> _Data excerpts_
****************

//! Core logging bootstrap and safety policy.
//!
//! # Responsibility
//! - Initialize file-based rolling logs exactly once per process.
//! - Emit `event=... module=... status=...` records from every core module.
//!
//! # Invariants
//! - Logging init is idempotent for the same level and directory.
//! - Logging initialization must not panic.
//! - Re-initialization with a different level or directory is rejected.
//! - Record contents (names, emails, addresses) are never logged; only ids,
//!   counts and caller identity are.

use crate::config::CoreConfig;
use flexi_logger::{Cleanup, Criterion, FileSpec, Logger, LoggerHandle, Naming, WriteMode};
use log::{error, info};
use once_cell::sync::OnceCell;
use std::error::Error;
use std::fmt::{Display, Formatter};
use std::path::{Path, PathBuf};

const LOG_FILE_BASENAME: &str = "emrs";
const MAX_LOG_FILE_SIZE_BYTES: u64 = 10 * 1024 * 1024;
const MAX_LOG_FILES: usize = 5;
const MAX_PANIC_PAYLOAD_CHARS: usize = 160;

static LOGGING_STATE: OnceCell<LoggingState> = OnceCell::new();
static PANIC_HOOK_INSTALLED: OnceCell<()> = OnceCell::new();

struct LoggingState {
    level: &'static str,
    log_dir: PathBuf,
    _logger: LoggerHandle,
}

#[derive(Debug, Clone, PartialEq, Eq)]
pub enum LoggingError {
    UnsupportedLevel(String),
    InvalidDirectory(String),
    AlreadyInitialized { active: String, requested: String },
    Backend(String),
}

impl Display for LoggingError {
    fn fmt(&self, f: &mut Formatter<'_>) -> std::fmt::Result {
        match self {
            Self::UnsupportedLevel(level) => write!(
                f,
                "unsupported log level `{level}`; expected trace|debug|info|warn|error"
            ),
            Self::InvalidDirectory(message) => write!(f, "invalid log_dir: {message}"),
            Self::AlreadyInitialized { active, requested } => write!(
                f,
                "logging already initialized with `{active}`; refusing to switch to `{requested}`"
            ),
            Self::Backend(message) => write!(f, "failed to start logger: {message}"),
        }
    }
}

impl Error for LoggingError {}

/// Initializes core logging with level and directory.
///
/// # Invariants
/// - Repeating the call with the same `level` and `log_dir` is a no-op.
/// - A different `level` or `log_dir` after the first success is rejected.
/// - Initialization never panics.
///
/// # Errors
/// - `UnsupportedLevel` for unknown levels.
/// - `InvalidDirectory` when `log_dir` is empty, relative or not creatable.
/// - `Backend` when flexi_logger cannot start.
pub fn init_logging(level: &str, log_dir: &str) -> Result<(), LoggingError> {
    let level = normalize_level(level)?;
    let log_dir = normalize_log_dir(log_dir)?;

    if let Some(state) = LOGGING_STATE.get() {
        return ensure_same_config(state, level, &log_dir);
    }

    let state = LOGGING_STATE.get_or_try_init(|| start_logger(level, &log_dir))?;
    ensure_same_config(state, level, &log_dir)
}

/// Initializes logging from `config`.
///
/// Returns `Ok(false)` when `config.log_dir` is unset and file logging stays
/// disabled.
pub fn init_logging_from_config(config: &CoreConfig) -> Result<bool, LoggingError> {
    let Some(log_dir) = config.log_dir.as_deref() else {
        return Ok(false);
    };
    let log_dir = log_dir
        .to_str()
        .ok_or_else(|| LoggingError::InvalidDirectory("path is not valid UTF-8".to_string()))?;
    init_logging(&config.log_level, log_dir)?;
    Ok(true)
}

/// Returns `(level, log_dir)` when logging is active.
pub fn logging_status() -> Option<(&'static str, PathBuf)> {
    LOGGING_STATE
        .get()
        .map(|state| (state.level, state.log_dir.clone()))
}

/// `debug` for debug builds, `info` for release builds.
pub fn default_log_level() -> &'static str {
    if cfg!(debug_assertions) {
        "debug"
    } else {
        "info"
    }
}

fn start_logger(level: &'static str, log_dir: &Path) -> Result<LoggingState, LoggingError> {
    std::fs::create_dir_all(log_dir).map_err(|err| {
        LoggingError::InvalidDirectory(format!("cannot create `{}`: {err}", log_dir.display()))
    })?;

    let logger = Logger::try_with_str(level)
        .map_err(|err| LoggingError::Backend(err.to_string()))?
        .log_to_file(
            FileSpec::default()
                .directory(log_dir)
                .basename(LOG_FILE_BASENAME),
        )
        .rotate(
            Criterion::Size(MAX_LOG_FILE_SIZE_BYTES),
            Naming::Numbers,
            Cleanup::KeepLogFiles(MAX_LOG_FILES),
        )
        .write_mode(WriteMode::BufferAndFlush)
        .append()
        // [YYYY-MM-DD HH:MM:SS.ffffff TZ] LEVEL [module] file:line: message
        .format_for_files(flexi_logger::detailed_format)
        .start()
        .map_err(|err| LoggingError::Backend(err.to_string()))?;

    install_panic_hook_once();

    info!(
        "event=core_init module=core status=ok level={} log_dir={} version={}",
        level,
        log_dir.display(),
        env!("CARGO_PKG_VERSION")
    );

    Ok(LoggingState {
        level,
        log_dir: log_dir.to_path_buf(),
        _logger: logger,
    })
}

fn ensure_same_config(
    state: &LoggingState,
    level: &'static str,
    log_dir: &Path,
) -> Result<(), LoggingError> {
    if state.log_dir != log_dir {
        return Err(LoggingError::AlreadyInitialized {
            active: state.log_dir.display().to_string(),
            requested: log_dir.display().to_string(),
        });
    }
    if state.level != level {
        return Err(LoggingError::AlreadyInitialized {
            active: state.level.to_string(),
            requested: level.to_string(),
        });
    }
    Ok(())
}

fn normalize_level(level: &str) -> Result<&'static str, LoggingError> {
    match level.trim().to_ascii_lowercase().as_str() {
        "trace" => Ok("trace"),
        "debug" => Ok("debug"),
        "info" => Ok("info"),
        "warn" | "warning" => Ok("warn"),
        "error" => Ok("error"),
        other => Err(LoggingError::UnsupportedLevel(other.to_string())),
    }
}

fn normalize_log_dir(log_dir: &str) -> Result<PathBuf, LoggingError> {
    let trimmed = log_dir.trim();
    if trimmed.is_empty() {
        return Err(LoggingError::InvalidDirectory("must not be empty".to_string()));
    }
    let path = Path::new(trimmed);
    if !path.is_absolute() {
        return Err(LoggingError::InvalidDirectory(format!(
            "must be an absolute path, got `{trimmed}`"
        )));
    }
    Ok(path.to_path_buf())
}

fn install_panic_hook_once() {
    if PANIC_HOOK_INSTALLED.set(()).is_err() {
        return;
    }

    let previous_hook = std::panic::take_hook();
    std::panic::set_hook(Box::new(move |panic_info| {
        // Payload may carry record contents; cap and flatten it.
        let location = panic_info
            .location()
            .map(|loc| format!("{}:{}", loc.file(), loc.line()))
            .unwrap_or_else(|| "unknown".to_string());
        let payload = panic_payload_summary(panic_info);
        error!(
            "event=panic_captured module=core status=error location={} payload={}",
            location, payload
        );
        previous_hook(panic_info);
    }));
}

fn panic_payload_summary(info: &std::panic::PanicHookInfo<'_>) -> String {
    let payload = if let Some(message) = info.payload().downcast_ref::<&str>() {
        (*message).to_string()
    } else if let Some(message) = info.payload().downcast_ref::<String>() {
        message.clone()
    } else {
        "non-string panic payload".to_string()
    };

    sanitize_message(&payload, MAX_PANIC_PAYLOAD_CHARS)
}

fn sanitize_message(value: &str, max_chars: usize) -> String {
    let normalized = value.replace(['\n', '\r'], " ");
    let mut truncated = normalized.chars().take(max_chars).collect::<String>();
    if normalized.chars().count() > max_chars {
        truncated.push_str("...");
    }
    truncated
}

****************

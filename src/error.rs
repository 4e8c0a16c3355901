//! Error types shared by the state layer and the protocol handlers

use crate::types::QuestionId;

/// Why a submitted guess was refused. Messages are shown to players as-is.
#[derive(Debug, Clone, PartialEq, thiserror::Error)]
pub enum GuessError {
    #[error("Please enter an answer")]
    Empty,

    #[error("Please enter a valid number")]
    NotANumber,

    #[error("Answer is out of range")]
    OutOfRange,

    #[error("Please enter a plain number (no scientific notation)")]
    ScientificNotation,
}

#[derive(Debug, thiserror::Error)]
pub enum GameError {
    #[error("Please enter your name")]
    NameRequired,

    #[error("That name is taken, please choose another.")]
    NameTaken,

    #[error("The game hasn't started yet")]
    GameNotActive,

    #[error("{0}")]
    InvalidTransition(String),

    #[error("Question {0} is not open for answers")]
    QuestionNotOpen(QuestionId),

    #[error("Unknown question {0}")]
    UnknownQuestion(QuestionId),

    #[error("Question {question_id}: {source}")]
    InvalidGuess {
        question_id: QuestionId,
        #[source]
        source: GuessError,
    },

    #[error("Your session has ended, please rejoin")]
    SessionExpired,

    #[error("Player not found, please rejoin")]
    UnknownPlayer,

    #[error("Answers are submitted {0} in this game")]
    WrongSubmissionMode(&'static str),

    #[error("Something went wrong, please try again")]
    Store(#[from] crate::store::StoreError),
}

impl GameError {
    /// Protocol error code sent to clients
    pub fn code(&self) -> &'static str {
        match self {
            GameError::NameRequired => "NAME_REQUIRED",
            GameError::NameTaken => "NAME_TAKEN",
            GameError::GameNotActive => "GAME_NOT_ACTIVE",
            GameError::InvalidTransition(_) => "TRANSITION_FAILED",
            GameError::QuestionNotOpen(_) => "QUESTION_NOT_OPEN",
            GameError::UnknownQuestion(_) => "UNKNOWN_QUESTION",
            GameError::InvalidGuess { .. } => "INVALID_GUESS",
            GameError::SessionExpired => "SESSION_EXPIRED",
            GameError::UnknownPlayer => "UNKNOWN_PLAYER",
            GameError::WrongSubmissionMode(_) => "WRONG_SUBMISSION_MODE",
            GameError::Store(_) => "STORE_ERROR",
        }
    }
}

****************

> _Aim of the exercise_
Going back to the entries above, set down exactly the lines that begin at the one with "impl Error for" and end at the one with "let level = normalize_level(level)?;", both included, and nothing else.

> _Answer for this exercise_
impl Error for LoggingError {}

/// Initializes core logging with level and directory.
///
/// # Invariants
/// - Repeating the call with the same `level` and `log_dir` is a no-op.
/// - A different `level` or `log_dir` after the first success is rejected.
/// - Initialization never panics.
///
/// # Errors
/// - `UnsupportedLevel` for unknown levels.
/// - `InvalidDirectory` when `log_dir` is empty, relative or not creatable.
/// - `Backend` when flexi_logger cannot start.
pub fn init_logging(level: &str, log_dir: &str) -> Result<(), LoggingError> {
    let level = normalize_level(level)?;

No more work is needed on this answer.